More specifically, upon initiation of a recovery process for VM X 104X, the recovery agent 142 instantiates a new virtual machine, test VM 144, at the recovery site 140. In some examples, the test VM 144 is built from the backup 126 as a replicated copy of VM X 104X (e.g., booting from a copy of a boot drive of VM X 104X recovered from the backup(s) 126, along with any other persistent data and/or drives of VM X 104X), and as such, may execute the same operating system and applications as configured for VM X 104X. These examples are referred to herein as “replication testing,” inasmuch as the test VM 144 is a replicated copy of VM X 104X. In other examples, the test VM 144 is built with its own operating system (e.g., independent of the backups 126 of VM X 104X). These examples are referred to herein as “independent copy testing,” as the test VM 144 receives a copy of the backup 126 but independently provides the underlying OS executed by the test VM 144. In either case, one of the versions of the backup 126 of VM X 104 is copied to persistent storage allocated to the test VM 144, represented in FIG. 1 as “Backup L” 126L. In either instance, a hash of the file may be used, such as a sha256 or md5 of the file. Initially, “Backup 1” of the backups 126 (e.g., the most recent of the backups 126) is copied to the test VM 144 for malware inspection. This data copy of “Backup L” 126L to the test VM 144 can be any type of data copy sufficient to enable the systems and methods described herein. Accordingly, the files of “Backup L” 126L are copied to, and present on, the test VM 144 for malware analysis.
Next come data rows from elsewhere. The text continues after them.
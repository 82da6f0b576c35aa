//! Narration assembly: one audio segment per scene, then one merged track.
//!
//! Scenes are processed strictly in order. Each scene runs through a small
//! state machine: synthesize the narration if there is any, otherwise or on
//! failure fall back to extracting audio from the visual source. A scene
//! with no remaining option is fatal for the whole run: segments produced so
//! far are discarded and concatenation is never reached.

use std::path::{Path, PathBuf};
use std::time::Duration;

use rand::Rng;

use crate::audio::normalize::{normalize_segment, NormalizeSpec};
use crate::concat::AudioConcatenator;
use crate::config::PipelineConfig;
use crate::error::{ExtractionFailure, PipelineError, SynthesisFailure};
use crate::media::classify::classify;
use crate::media::extract::AudioExtractor;
use crate::media::transcoder::Transcoder;
use crate::process::is_nonempty_file;
use crate::script::{ScriptResolver, TextFetcher};
use crate::tts::SpeechSynthesizer;
use crate::types::{AssemblyOutput, AudioSource, MediaKind, Scene, SceneAudioResult};
use crate::workspace::Workspace;

/// File name of the merged track inside the run directory.
pub const MERGED_FILE_NAME: &str = "narration.wav";

/// Per-scene processing state.
#[derive(Debug, Clone, PartialEq)]
pub enum SceneState {
    Start,
    TryingSynthesis,
    SynthesisSucceeded(f64),
    SynthesisFailed(String),
    TryingExtraction,
    ExtractionSucceeded(f64),
    ExtractionFailed(String),
    SceneDone(AudioSource, f64),
    SceneFatal(String),
}

/// The assembly pipeline and its collaborators.
pub struct Pipeline<'a> {
    config: PipelineConfig,
    synthesizer: &'a dyn SpeechSynthesizer,
    transcoder: &'a dyn Transcoder,
    fetcher: &'a dyn TextFetcher,
    run_name: Option<String>,
}

impl<'a> Pipeline<'a> {
    /// Validates the configuration before any scene is touched.
    pub fn new(
        config: PipelineConfig,
        synthesizer: &'a dyn SpeechSynthesizer,
        transcoder: &'a dyn Transcoder,
        fetcher: &'a dyn TextFetcher,
    ) -> Result<Self, PipelineError> {
        config.validate()?;
        Ok(Self {
            config,
            synthesizer,
            transcoder,
            fetcher,
            run_name: None,
        })
    }

    /// Fixed name for the run directory instead of a random id.
    pub fn with_run_name(mut self, name: &str) -> Self {
        self.run_name = Some(name.to_string());
        self
    }

    /// Build the merged narration track for `scenes`.
    ///
    /// Scene indices are reassigned from list position. On any fatal scene
    /// the error names that scene and no merged file is produced. Segment
    /// files are deleted on every exit path; only the merged track remains.
    pub fn assemble<R: Rng + ?Sized>(
        &self,
        mut scenes: Vec<Scene>,
        rng: &mut R,
    ) -> Result<AssemblyOutput, PipelineError> {
        if scenes.is_empty() {
            return Err(PipelineError::NoScenes);
        }
        for (i, scene) in scenes.iter_mut().enumerate() {
            scene.index = i;
        }

        let mut workspace = Workspace::create(&self.config.output_dir, self.run_name.as_deref())?;
        log::info!(
            "Assembling narration for {} scene(s) in {}",
            scenes.len(),
            workspace.run_dir().display()
        );

        let mut warnings = Vec::new();
        let resolver = ScriptResolver::new(self.fetcher, workspace.run_dir());
        let resolved = resolver.resolve_scenes(&scenes, rng, &mut warnings);

        let mut results = Vec::with_capacity(scenes.len());
        for (scene, text) in scenes.iter().zip(&resolved) {
            let output = workspace.segment_path(scene.index);
            match self.run_scene(scene, &text.narration_text, &output, rng, &mut warnings) {
                Ok(result) => results.push(result),
                Err(e) => {
                    log::error!("{}", e);
                    workspace.discard_segments();
                    return Err(e);
                }
            }
        }

        let files: Vec<PathBuf> = results.iter().map(|r| r.audio_file.clone()).collect();
        let concatenator = AudioConcatenator::new(
            self.transcoder,
            Duration::from_secs(self.config.concat_timeout_secs),
        );
        let merged = workspace.output_path(MERGED_FILE_NAME);
        let merged = concatenator.concat(&files, workspace.run_dir(), &merged);
        workspace.discard_segments();
        let merged = merged?;

        Ok(AssemblyOutput {
            merged,
            scenes: results,
            warnings,
        })
    }

    /// Produce the audio segment for one scene at `output`.
    pub fn run_scene<R: Rng + ?Sized>(
        &self,
        scene: &Scene,
        narration: &str,
        output: &Path,
        rng: &mut R,
        warnings: &mut Vec<String>,
    ) -> Result<SceneAudioResult, PipelineError> {
        let number = scene.number();
        let has_text = !narration.trim().is_empty();
        let visual_is_image = classify(&scene.visual_source) == MediaKind::Image;

        let mut state = SceneState::Start;
        loop {
            log::debug!("Scene {}: {:?}", number, state);
            state = match state {
                SceneState::Start if has_text => SceneState::TryingSynthesis,
                SceneState::Start if visual_is_image => SceneState::SceneFatal(
                    "the visual source is an image, which has no audio. Provide a script for \
                     this scene so narration can be synthesized, or use a video file/URL \
                     instead of an image"
                        .to_string(),
                ),
                SceneState::Start => {
                    log::info!("Scene {}: no script, extracting audio from visual source", number);
                    SceneState::TryingExtraction
                }

                SceneState::TryingSynthesis => {
                    log::info!("Scene {}: synthesizing narration", number);
                    match self.synthesize(narration, output) {
                        Ok(duration) => SceneState::SynthesisSucceeded(duration),
                        Err(e) => SceneState::SynthesisFailed(e.to_string()),
                    }
                }
                SceneState::SynthesisSucceeded(duration) => {
                    SceneState::SceneDone(AudioSource::Synthesized, duration)
                }
                SceneState::SynthesisFailed(reason) if visual_is_image => SceneState::SceneFatal(format!(
                    "text-to-speech failed ({}) and the visual source is an image, so there \
                     is no audio to fall back on. Fix the TTS configuration or use a video \
                     file/URL instead of an image",
                    reason
                )),
                SceneState::SynthesisFailed(reason) => {
                    let warning = format!(
                        "scene {}: text-to-speech failed ({}), using audio from the visual source instead",
                        number, reason
                    );
                    log::warn!("{}", warning);
                    warnings.push(warning);
                    remove_partial(output);
                    SceneState::TryingExtraction
                }

                SceneState::TryingExtraction => match self.extract(&scene.visual_source, output, rng) {
                    Ok(duration) => SceneState::ExtractionSucceeded(duration),
                    Err(e) => SceneState::ExtractionFailed(e.to_string()),
                },
                SceneState::ExtractionSucceeded(duration) => {
                    SceneState::SceneDone(AudioSource::ExtractedFromVideo, duration)
                }
                SceneState::ExtractionFailed(reason) => {
                    remove_partial(output);
                    let hint = if has_text {
                        "Make sure the visual directory contains video files, or use a video file/URL"
                    } else {
                        "Provide a script for this scene, or make sure the visual directory \
                         contains video files, or use a video file/URL"
                    };
                    SceneState::SceneFatal(format!("could not extract audio ({}). {}", reason, hint))
                }

                SceneState::SceneDone(source, duration_secs) => {
                    log::info!("Scene {}: done ({:?}, {:.2}s)", number, source, duration_secs);
                    return Ok(SceneAudioResult {
                        scene_index: scene.index,
                        audio_file: output.to_path_buf(),
                        source,
                        duration_secs,
                    });
                }
                SceneState::SceneFatal(message) => {
                    return Err(PipelineError::SceneFatal {
                        scene: number,
                        message,
                    });
                }
            };
        }
    }

    /// Synthesize, verify the file, normalize. Returns the segment length.
    fn synthesize(&self, text: &str, output: &Path) -> Result<f64, SynthesisFailure> {
        self.synthesizer
            .synthesize(text, output, &self.config.voice, self.config.rate)
            .map_err(|e| SynthesisFailure::Service(format!("{:#}", e)))?;
        // Some engines report success and leave nothing behind
        if !is_nonempty_file(output) {
            return Err(SynthesisFailure::EmptyOutput(output.to_path_buf()));
        }
        normalize_segment(output, &NormalizeSpec::from(&self.config))
            .map_err(|e| SynthesisFailure::Normalize(format!("{:#}", e)))
    }

    /// Extract from the visual source, normalize. Returns the segment length.
    fn extract<R: Rng + ?Sized>(
        &self,
        visual_source: &str,
        output: &Path,
        rng: &mut R,
    ) -> Result<f64, ExtractionFailure> {
        AudioExtractor::from_config(self.transcoder, &self.config).extract(visual_source, output, rng)?;
        normalize_segment(output, &NormalizeSpec::from(&self.config))
            .map_err(|e| ExtractionFailure::Normalize(format!("{:#}", e)))
    }
}

fn remove_partial(path: &Path) {
    if path.exists() {
        if let Err(e) = std::fs::remove_file(path) {
            log::warn!("Could not remove partial segment {}: {}", path.display(), e);
        }
    }
}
Additionally, a malware agent 146 is installed on the test VM 144. The malware agent 146 is a software component configured to perform malware analysis on files local to the test VM 144 and, more particularly, to the files of “Backup L” 126L. The malware agent 146 may be, for example, an endpoint of a malware prevention system that includes a malware manager 130 running at a secondary site, such as the storage site 120, as a cloud service, or the like. In some examples, the recovery agent 142 causes the malware agent 146 to be installed on the test VM 144. In other examples, the malware agent 146 may come already installed on the test VM 144. For example, in replication testing examples, the malware agent 146 is already installed on VM X 104X, while in independent copy testing examples, the malware agent 146 is already installed on a golden image used to build the test VM 144 and associated operating system. In some examples, the malware agent 146 may be installed on its own virtual disk drive (not shown) and may be provisioned or mounted to the test VM 144 for installation or execution.


The malware agent 146 is configured to perform file scanning of the files of the test VM 144 using security data 134 provided by the malware manager 130. In the example, the malware agent 146 transmits reputation request(s) 152 to the malware manager 130 requesting security data associated with the particular files that appear on the backup 126L. The reputation request 152 may, for example, include a file path of each of the files appearing on the backup 126L. The malware manager 130 has security data for files already stored in the security DB 132 and provides this security data 134 for each of the files in response to the request 152. This security data 134 includes, for example, a checksum or hash value associated with the particular file, representing a value that is expected to match the file as it appears on the backup 126L if that file is not corrupted (e.g., modified to contain a virus). For example, a hash is calculated using sha256 or md5. Any or all of the files of the backup 126L may have some security data 134 associated with that file. The malware manager 130 may look up the security data 134 for a given file from the security DB 132 based on, for example, an absolute path, a relative path, an application (e.g., based on application identifier, version, and the like), an operating system (e.g., OS version, patch level, and the like), a checksum value (e.g., created from the file as it appears on the backup 126L). Given that there can be many thousands files or more appearing on any given protected device 102, the security data 134 for all of the files of the backup 126L can range in the kilobytes to the gigabytes of security data 134.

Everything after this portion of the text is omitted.